§ **Problem details**:
Exactly reproduce the lines from the top of the entries below through the line containing "type Error = FilmshelfError;", with both ends included.

§ **Stored data entries**:
————

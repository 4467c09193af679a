//! Wire format of catalog page responses.
//!
//! The catalog answers both endpoints with the same envelope:
//!
//! ```json
//! {
//!   "page": 1,
//!   "results": [
//!     {
//!       "id": 272,
//!       "title": "Batman Begins",
//!       "poster_path": "/8RW2runSEc34IwKN2D1aPcJd2UL.jpg",
//!       "backdrop_path": null,
//!       "release_date": "2005-06-10",
//!       "overview": "...",
//!       "adult": false,
//!       "original_language": "en",
//!       "vote_average": 7.7,
//!       "popularity": 61.2
//!     }
//!   ],
//!   "total_pages": 500,
//!   "total_results": 10000
//! }
//! ```
//!
//! Every item field is read leniently here and validated in one place when it is
//! mapped onto [`CatalogItem`], so a missing `title` reports a decode error
//! naming the offending item instead of an opaque serde position.

use crate::domain::error::{FilmshelfError, Result};
use crate::domain::CatalogItem;
use serde::Deserialize;

/// Page envelope as sent by the catalog. Total counts are accepted and ignored.
#[derive(Debug, Deserialize)]
pub(crate) struct RawPage {
    #[serde(default)]
    pub page: Option<u32>,
    pub results: Vec<RawItem>,
}

#[derive(Debug, Deserialize)]
pub(crate) struct RawItem {
    pub id: Option<i64>,
    pub title: Option<String>,
    pub poster_path: Option<String>,
    pub backdrop_path: Option<String>,
    pub release_date: Option<String>,
    pub overview: Option<String>,
    pub adult: Option<bool>,
    pub original_language: Option<String>,
    pub vote_average: Option<f64>,
    pub popularity: Option<f64>,
}

impl TryFrom<RawItem> for CatalogItem {
    type Error = FilmshelfError;

    fn try_from(raw: RawItem) -> Result<Self> {
        let id = raw
            .id
            .ok_or_else(|| FilmshelfError::Decode("catalog item without `id`".to_string()))?;
        let title = raw
            .title
            .ok_or_else(|| FilmshelfError::Decode(format!("catalog item {id} without `title`")))?;

        Ok(Self {
            id,
            title,
            poster_path: raw.poster_path,
            backdrop_path: raw.backdrop_path,
            release_date: raw.release_date.unwrap_or_default(),
            overview: raw.overview,
            adult: raw.adult.unwrap_or(false),
            original_language: raw.original_language,
            vote_average: raw.vote_average.unwrap_or(0.0),
            popularity: raw.popularity.unwrap_or(0.0),
        })
    }
}

/// Decodes a page body into normalized catalog items, preserving server order.
///
/// # Errors
///
/// Returns [`FilmshelfError::Decode`] if the body is not a page object or if any
/// item lacks a required field.
pub fn decode_page(body: &str) -> Result<Vec<CatalogItem>> {
    let raw: RawPage = serde_json::from_str(body)
        .map_err(|e| FilmshelfError::Decode(format!("malformed page response: {e}")))?;

    tracing::trace!(page = ?raw.page, count = raw.results.len(), "decoded page envelope");

    raw.results.into_iter().map(CatalogItem::try_from).collect()
}

#[cfg(test)]
mod tests {
    use super::*;

    #[test]
    fn test_decode_page_maps_fields_in_order() {
        let body = r#"{
            "page": 2,
            "results": [
                {"id": 1, "title": "First", "release_date": "2001-01-01", "adult": false,
                 "vote_average": 6.5, "popularity": 12.0, "poster_path": "/a.jpg",
                 "original_language": "en", "overview": "one"},
                {"id": 2, "title": "Second", "backdrop_path": null}
            ],
            "total_pages": 9,
            "total_results": 170
        }"#;

        let items = decode_page(body).unwrap();

        assert_eq!(items.len(), 2);
        assert_eq!(items[0].id, 1);
        assert_eq!(items[0].poster_path.as_deref(), Some("/a.jpg"));
        assert!((items[0].vote_average - 6.5).abs() < f64::EPSILON);
        assert_eq!(items[1].title, "Second");
        assert_eq!(items[1].release_date, "");
        assert!(items[1].backdrop_path.is_none());
    }

    #[test]
    fn test_missing_title_is_decode_error() {
        let body = r#"{"page": 1, "results": [{"id": 7, "popularity": 1.0}]}"#;

        let err = decode_page(body).unwrap_err();

        assert!(matches!(err, FilmshelfError::Decode(ref msg) if msg.contains("7")));
    }

    #[test]
    fn test_non_page_body_is_decode_error() {
        let err = decode_page(r#"{"status_code": 7, "status_message": "Invalid API key"}"#)
            .unwrap_err();
        assert!(matches!(err, FilmshelfError::Decode(_)));
    }

    #[test]
    fn test_empty_results_decode_to_empty_page() {
        let items = decode_page(r#"{"page": 501, "results": []}"#).unwrap();
        assert!(items.is_empty());
    }
}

————

§ **Answer**:
repository 4467c09193af679a
//! Wire format of catalog page responses.
//!
//! The catalog answers both endpoints with the same envelope:
//!
//! ```json
//! {
//!   "page": 1,
//!   "results": [
//!     {
//!       "id": 272,
//!       "title": "Batman Begins",
//!       "poster_path": "/8RW2runSEc34IwKN2D1aPcJd2UL.jpg",
//!       "backdrop_path": null,
//!       "release_date": "2005-06-10",
//!       "overview": "...",
//!       "adult": false,
//!       "original_language": "en",
//!       "vote_average": 7.7,
//!       "popularity": 61.2
//!     }
//!   ],
//!   "total_pages": 500,
//!   "total_results": 10000
//! }
//! ```
//!
//! Every item field is read leniently here and validated in one place when it is
//! mapped onto [`CatalogItem`], so a missing `title` reports a decode error
//! naming the offending item instead of an opaque serde position.

use crate::domain::error::{FilmshelfError, Result};
use crate::domain::CatalogItem;
use serde::Deserialize;

/// Page envelope as sent by the catalog. Total counts are accepted and ignored.
#[derive(Debug, Deserialize)]
pub(crate) struct RawPage {
    #[serde(default)]
    pub page: Option<u32>,
    pub results: Vec<RawItem>,
}

#[derive(Debug, Deserialize)]
pub(crate) struct RawItem {
    pub id: Option<i64>,
    pub title: Option<String>,
    pub poster_path: Option<String>,
    pub backdrop_path: Option<String>,
    pub release_date: Option<String>,
    pub overview: Option<String>,
    pub adult: Option<bool>,
    pub original_language: Option<String>,
    pub vote_average: Option<f64>,
    pub popularity: Option<f64>,
}

impl TryFrom<RawItem> for CatalogItem {
    type Error = FilmshelfError;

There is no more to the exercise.